In his 2019 RSNA Research Resident Grant, “Pharmacologic Ascorbate Combined with DNA Repair Inhibitors Enhances the Therapeutic Index of Radiation Therapy,” Cameron Callaghan, MD, PGY5 radiation oncology resident at University of Iowa, Iowa City, and his team hypothesized that by adding pharmacologic ascorbate to the combination of an ATM inhibitor and radiotherapy there would be an opportunity for synergy in terms of radiosensitization of tumor cells. They also were interested if there would be a mitigation of the expected increase in normal tissue toxicity. The team found this to be the case while corroborating the hypothesis that pharmacologic ascorbate’s mechanism of radiosensitization was by generating a hydrogen peroxide flux and a growing appreciation of ATM’s role in the cellular response to reactive oxygen species.

The researchers specifically modeled a preoperative course of radiotherapy in rectal cancer. Currently, less than 10% to 20% of these patients achieve pathologic complete response and a growing body of evidence suggests that these patients can safely forgo a potentially morbid surgical resection.

“Increasing the rate of complete pathologic response with a radiosensitizer has the chance to improve the quality of life for a lot of patients, but with the normal rectal tissue no longer being removed with surgery, the long-term normal tissue toxicity of radiation becomes even more important,” Dr. Callaghan said. “This research provides the foundation for combination therapy in a Phase I/II clinical trials.”

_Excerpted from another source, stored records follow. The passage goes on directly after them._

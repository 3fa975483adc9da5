//! Timeline (solution) model.
//!
//! A timeline is the ordered list of execution segments produced by one
//! build. Consecutive segments are contiguous: segment *k* ends where
//! segment *k+1* starts. Idle time is represented explicitly.

use serde::{Deserialize, Serialize};
use std::fmt;

/// Label used for idle segments in textual output.
pub const IDLE_LABEL: &str = "IDLE";

/// One contiguous interval `[start, end)` during which a single process
/// (or nothing) occupies the processor.
#[derive(Debug, Clone, PartialEq, Eq, Serialize, Deserialize)]
pub struct Segment {
    /// Running process ID. `None` = processor idle.
    pub process_id: Option<String>,
    /// Start time (inclusive).
    pub start: i64,
    /// End time (exclusive).
    pub end: i64,
}

/// Ordered, gap-free sequence of segments.
///
/// Built once and then read-only; there are no public mutators.
#[derive(Debug, Clone, Default, PartialEq, Eq, Serialize, Deserialize)]
pub struct Timeline {
    segments: Vec<Segment>,
}

impl Segment {
    /// Creates a segment for a running process.
    pub fn running(process_id: impl Into<String>, start: i64, end: i64) -> Self {
        Self {
            process_id: Some(process_id.into()),
            start,
            end,
        }
    }

    /// Creates an idle segment.
    pub fn idle(start: i64, end: i64) -> Self {
        Self {
            process_id: None,
            start,
            end,
        }
    }

    /// Duration (end - start).
    #[inline]
    pub fn duration(&self) -> i64 {
        self.end - self.start
    }

    /// Whether the processor is idle in this segment.
    #[inline]
    pub fn is_idle(&self) -> bool {
        self.process_id.is_none()
    }

    /// Whether this segment belongs to the given process.
    #[inline]
    pub fn is_for(&self, process_id: &str) -> bool {
        self.process_id.as_deref() == Some(process_id)
    }

    /// Process ID, or [`IDLE_LABEL`] for idle segments.
    pub fn label(&self) -> &str {
        self.process_id.as_deref().unwrap_or(IDLE_LABEL)
    }

    /// Event-log sentence for this segment, e.g. `"P1 runs from 0 to 2"`.
    pub fn describe(&self) -> String {
        format!("{} runs from {} to {}", self.label(), self.start, self.end)
    }
}

impl fmt::Display for Segment {
    fn fmt(&self, f: &mut fmt::Formatter<'_>) -> fmt::Result {
        write!(f, "{} ({}-{})", self.label(), self.start, self.end)
    }
}

impl Timeline {
    /// Creates an empty timeline.
    pub fn new() -> Self {
        Self::default()
    }

    /// Wraps an existing segment list.
    ///
    /// No contiguity check is made; see [`Timeline::is_contiguous`].
    pub fn from_segments(segments: Vec<Segment>) -> Self {
        Self { segments }
    }

    pub(crate) fn push(&mut self, segment: Segment) {
        log::trace!("segment {segment}");
        self.segments.push(segment);
    }

    /// All segments in time order.
    pub fn segments(&self) -> &[Segment] {
        &self.segments
    }

    /// Iterates over segments in time order.
    pub fn iter(&self) -> std::slice::Iter<'_, Segment> {
        self.segments.iter()
    }

    /// Segment at `index`.
    pub fn get(&self, index: usize) -> Option<&Segment> {
        self.segments.get(index)
    }

    /// Number of segments.
    pub fn len(&self) -> usize {
        self.segments.len()
    }

    /// Whether the timeline has no segments.
    pub fn is_empty(&self) -> bool {
        self.segments.is_empty()
    }

    /// End of the last segment, or 0 for an empty timeline.
    pub fn makespan(&self) -> i64 {
        self.segments.last().map(|s| s.end).unwrap_or(0)
    }

    /// Returns all segments of a given process.
    pub fn segments_for(&self, process_id: &str) -> Vec<&Segment> {
        self.segments
            .iter()
            .filter(|s| s.is_for(process_id))
            .collect()
    }

    /// Completion time of a process: end of its last segment by position.
    pub fn completion_time(&self, process_id: &str) -> Option<i64> {
        self.segments
            .iter()
            .rev()
            .find(|s| s.is_for(process_id))
            .map(|s| s.end)
    }

    /// Start of the first segment of a process.
    pub fn first_start(&self, process_id: &str) -> Option<i64> {
        self.segments
            .iter()
            .find(|s| s.is_for(process_id))
            .map(|s| s.start)
    }

    /// Total time a process spent on the processor.
    pub fn busy_time(&self, process_id: &str) -> i64 {
        self.segments
            .iter()
            .filter(|s| s.is_for(process_id))
            .map(Segment::duration)
            .sum()
    }

    /// Total idle time.
    pub fn idle_time(&self) -> i64 {
        self.segments
            .iter()
            .filter(|s| s.is_idle())
            .map(Segment::duration)
            .sum()
    }

    /// Whether every segment is non-empty and each one starts where the
    /// previous one ended.
    pub fn is_contiguous(&self) -> bool {
        self.segments.iter().all(|s| s.end > s.start)
            && self.segments.windows(2).all(|w| w[0].end == w[1].start)
    }

    /// Returns a copy with adjacent idle segments merged into one.
    ///
    /// Running segments are left alone, even when the same process runs
    /// twice in a row, so per-slice information is preserved.
    pub fn coalesce_idle(&self) -> Timeline {
        let mut merged: Vec<Segment> = Vec::with_capacity(self.segments.len());
        for segment in &self.segments {
            match merged.last_mut() {
                Some(prev) if prev.is_idle() && segment.is_idle() && prev.end == segment.start => {
                    prev.end = segment.end;
                }
                _ => merged.push(segment.clone()),
            }
        }
        Timeline { segments: merged }
    }
}

impl<'a> IntoIterator for &'a Timeline {
    type Item = &'a Segment;
    type IntoIter = std::slice::Iter<'a, Segment>;

    fn into_iter(self) -> Self::IntoIter {
        self.segments.iter()
    }
}
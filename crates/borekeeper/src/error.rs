//! Errors surfaced by the tunnel supervisor.

use std::process::ExitStatus;
use std::time::Duration;

use crate::supervisor::SupervisorState;

/// Errors from tunnel supervisor operations.
#[derive(Debug, thiserror::Error)]
pub enum TunnelError {
    #[error("Unsupported platform/arch: {os}/{arch}")]
    UnsupportedPlatform { os: String, arch: String },

    #[error(
        "bore binary not found (tried {candidate}). Install bore or point --bore-bin at it"
    )]
    BinaryNotFound { candidate: String },

    #[error("Failed to start bore: {0}")]
    SpawnFailure(#[source] std::io::Error),

    #[error("Bore startup timeout - tunnel failed to start within {}s", .0.as_secs_f64())]
    StartupTimeout(Duration),

    #[error("bore exited before the tunnel was ready ({0})")]
    AbnormalExit(ExitStatus),

    #[error("Tunnel was stopped before it became ready")]
    Stopped,

    #[error("Tunnel supervisor is busy ({0})")]
    Busy(SupervisorState),

    #[error("Invalid tunnel configuration: {0}")]
    InvalidConfig(String),

    #[error("Failed to wait for bore process: {0}")]
    Wait(#[source] std::io::Error),
}
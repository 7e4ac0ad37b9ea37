//! Locating and verifying the `bore` executable.
//!
//! Resolution order: an explicit override, then a bundled build under
//! `<install-root>/binaries/bore-<target>/bore`, then `bore` on `PATH`.
//! Whatever is chosen must pass a `--version` self-check before the
//! supervisor will spawn it.

use std::path::{Path, PathBuf};
use std::process::Stdio;
use std::time::Duration;

use tokio::process::Command;
use tracing::{debug, warn};

use crate::error::TunnelError;
use crate::platform::{self, Platform};

/// Name of the bore executable, both bundled and on `PATH`.
pub const EXECUTABLE_NAME: &str = "bore";

/// Directory prefix of bundled builds (`binaries/bore-linux-x64/`).
const BUNDLE_PREFIX: &str = "bore";

/// Default bound on the `--version` self-check.
pub const DEFAULT_VERIFY_TIMEOUT: Duration = Duration::from_millis(2000);

/// Outcome of mapping a platform to a bore executable.
#[derive(Debug, Clone, PartialEq, Eq)]
pub enum Resolution {
    /// An operator-supplied executable.
    Configured(PathBuf),
    /// A bundled build exists on disk.
    Bundled(PathBuf),
    /// No bundled build; rely on `PATH` lookup at spawn time.
    SearchPath(&'static str),
    /// The platform has no bore build at all.
    Unsupported,
}

/// Path where the bundled build for `target` is expected.
pub fn bundled_path(install_root: &Path, target: &str) -> PathBuf {
    install_root
        .join("binaries")
        .join(format!("{BUNDLE_PREFIX}-{target}"))
        .join(EXECUTABLE_NAME)
}

/// Map a platform to a bore executable.
pub fn resolve(platform: Option<Platform>, install_root: &Path) -> Resolution {
    let Some(target) = platform.and_then(|p| p.bore_target()) else {
        return Resolution::Unsupported;
    };

    let path = bundled_path(install_root, target);
    if path.is_file() {
        debug!(path = %path.display(), "Found bundled bore binary");
        return Resolution::Bundled(path);
    }

    debug!(
        install_root = %install_root.display(),
        "Bundled bore binary not found, falling back to PATH"
    );
    Resolution::SearchPath(EXECUTABLE_NAME)
}

/// Run `<program> --version` and report whether it exited cleanly in time.
///
/// A check that outlives `timeout` is killed and counts as a failure.
pub async fn verify(program: &Path, timeout: Duration) -> bool {
    let mut child = match Command::new(program)
        .arg("--version")
        .stdin(Stdio::null())
        .stdout(Stdio::null())
        .stderr(Stdio::null())
        .kill_on_drop(true)
        .spawn()
    {
        Ok(child) => child,
        Err(e) => {
            debug!(program = %program.display(), error = %e, "bore self-check failed to spawn");
            return false;
        }
    };

    match tokio::time::timeout(timeout, child.wait()).await {
        Ok(Ok(status)) if status.success() => {
            debug!(program = %program.display(), "Bore binary verified");
            true
        }
        Ok(Ok(status)) => {
            debug!(program = %program.display(), %status, "bore self-check exited unsuccessfully");
            false
        }
        Ok(Err(e)) => {
            debug!(program = %program.display(), error = %e, "Error waiting for bore self-check");
            false
        }
        Err(_) => {
            warn!(program = %program.display(), ?timeout, "bore self-check timed out, killing");
            child.kill().await.ok();
            false
        }
    }
}

/// Finds a verified bore executable for the supervisor.
#[derive(Debug, Clone)]
pub struct BinaryLocator {
    os: String,
    arch: String,
    install_root: PathBuf,
    explicit: Option<PathBuf>,
}

impl BinaryLocator {
    /// Locator for the host platform, looking for bundles under `install_root`.
    pub fn new(install_root: PathBuf) -> Self {
        Self::for_platform(std::env::consts::OS, std::env::consts::ARCH, install_root)
    }

    /// Locator for an arbitrary OS/arch pair, named as in `std::env::consts`.
    pub fn for_platform(os: &str, arch: &str, install_root: PathBuf) -> Self {
        Self {
            os: os.to_string(),
            arch: arch.to_string(),
            install_root,
            explicit: None,
        }
    }

    /// Use this executable instead of consulting the platform table.
    #[must_use]
    pub fn with_explicit_binary(mut self, path: PathBuf) -> Self {
        self.explicit = Some(path);
        self
    }

    /// Directory containing the running executable, or the working
    /// directory if that cannot be determined.
    pub fn default_install_root() -> PathBuf {
        std::env::current_exe()
            .ok()
            .and_then(|exe| exe.parent().map(Path::to_path_buf))
            .unwrap_or_else(|| PathBuf::from("."))
    }

    /// Pick a candidate without running it.
    pub fn resolution(&self) -> Resolution {
        if let Some(path) = &self.explicit {
            return Resolution::Configured(path.clone());
        }
        resolve(platform::detect(&self.os, &self.arch), &self.install_root)
    }

    /// Resolve and verify, returning the program to spawn.
    pub async fn locate(&self, verify_timeout: Duration) -> Result<PathBuf, TunnelError> {
        let program = match self.resolution() {
            Resolution::Configured(path) | Resolution::Bundled(path) => path,
            Resolution::SearchPath(name) => PathBuf::from(name),
            Resolution::Unsupported => {
                warn!(os = %self.os, arch = %self.arch, "Unsupported platform/arch for bore");
                return Err(TunnelError::UnsupportedPlatform {
                    os: self.os.clone(),
                    arch: self.arch.clone(),
                });
            }
        };

        if verify(&program, verify_timeout).await {
            Ok(program)
        } else {
            Err(TunnelError::BinaryNotFound {
                candidate: program.display().to_string(),
            })
        }
    }
}

#[cfg(test)]
#[allow(clippy::unwrap_used)]
mod tests {
    use super::*;

    #[test]
    fn bundled_path_follows_convention() {
        let path = bundled_path(Path::new("/srv/app"), "darwin-arm64");
        assert_eq!(path, PathBuf::from("/srv/app/binaries/bore-darwin-arm64/bore"));
    }

    #[test]
    fn unsupported_platform_resolves_to_nothing() {
        let dir = tempfile::TempDir::new().unwrap();
        let p = platform::detect("windows", "x86_64");
        assert_eq!(resolve(p, dir.path()), Resolution::Unsupported);
        assert_eq!(resolve(None, dir.path()), Resolution::Unsupported);
    }

    #[test]
    fn missing_bundle_falls_back_to_path() {
        let dir = tempfile::TempDir::new().unwrap();
        let p = platform::detect("linux", "x86_64");
        assert_eq!(resolve(p, dir.path()), Resolution::SearchPath("bore"));
    }

    #[test]
    fn existing_bundle_is_preferred() {
        let dir = tempfile::TempDir::new().unwrap();
        let path = bundled_path(dir.path(), "linux-x64");
        std::fs::create_dir_all(path.parent().unwrap()).unwrap();
        std::fs::write(&path, b"").unwrap();

        let p = platform::detect("linux", "x86_64");
        assert_eq!(resolve(p, dir.path()), Resolution::Bundled(path));
    }

    #[test]
    fn explicit_binary_skips_table() {
        let locator = BinaryLocator::for_platform("plan9", "mips", PathBuf::from("/nowhere"))
            .with_explicit_binary(PathBuf::from("/opt/bore"));
        assert_eq!(locator.resolution(), Resolution::Configured(PathBuf::from("/opt/bore")));
    }

    #[tokio::test]
    async fn unsupported_platform_is_reported_before_spawning() {
        let locator = BinaryLocator::for_platform("linux", "riscv64", PathBuf::from("/nowhere"));
        let err = locator.locate(DEFAULT_VERIFY_TIMEOUT).await.unwrap_err();
        assert!(
            matches!(err, TunnelError::UnsupportedPlatform { ref os, ref arch } if os == "linux" && arch == "riscv64"),
            "got {err:?}"
        );
    }

    #[tokio::test]
    async fn nonexistent_program_fails_verification() {
        let dir = tempfile::TempDir::new().unwrap();
        assert!(!verify(&dir.path().join("no-such-bore"), DEFAULT_VERIFY_TIMEOUT).await);
    }
}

The RSNA Research Resident grant was the first major grant awarded to Dr. Callaghan.

“Prior to receiving this grant, I knew that I wanted to do some sort of research, but that was about the extent of my plans,” Dr. Callaghan said. “I now have an incredible array of basic laboratory knowledge and skill and will be applying for an NIH K-grant so that I can continue to a career as a physician scientist who does translational research for a living. The R&E  Foundation grant has been a life and career  changing experience and I could not have done it without the support of RSNA.”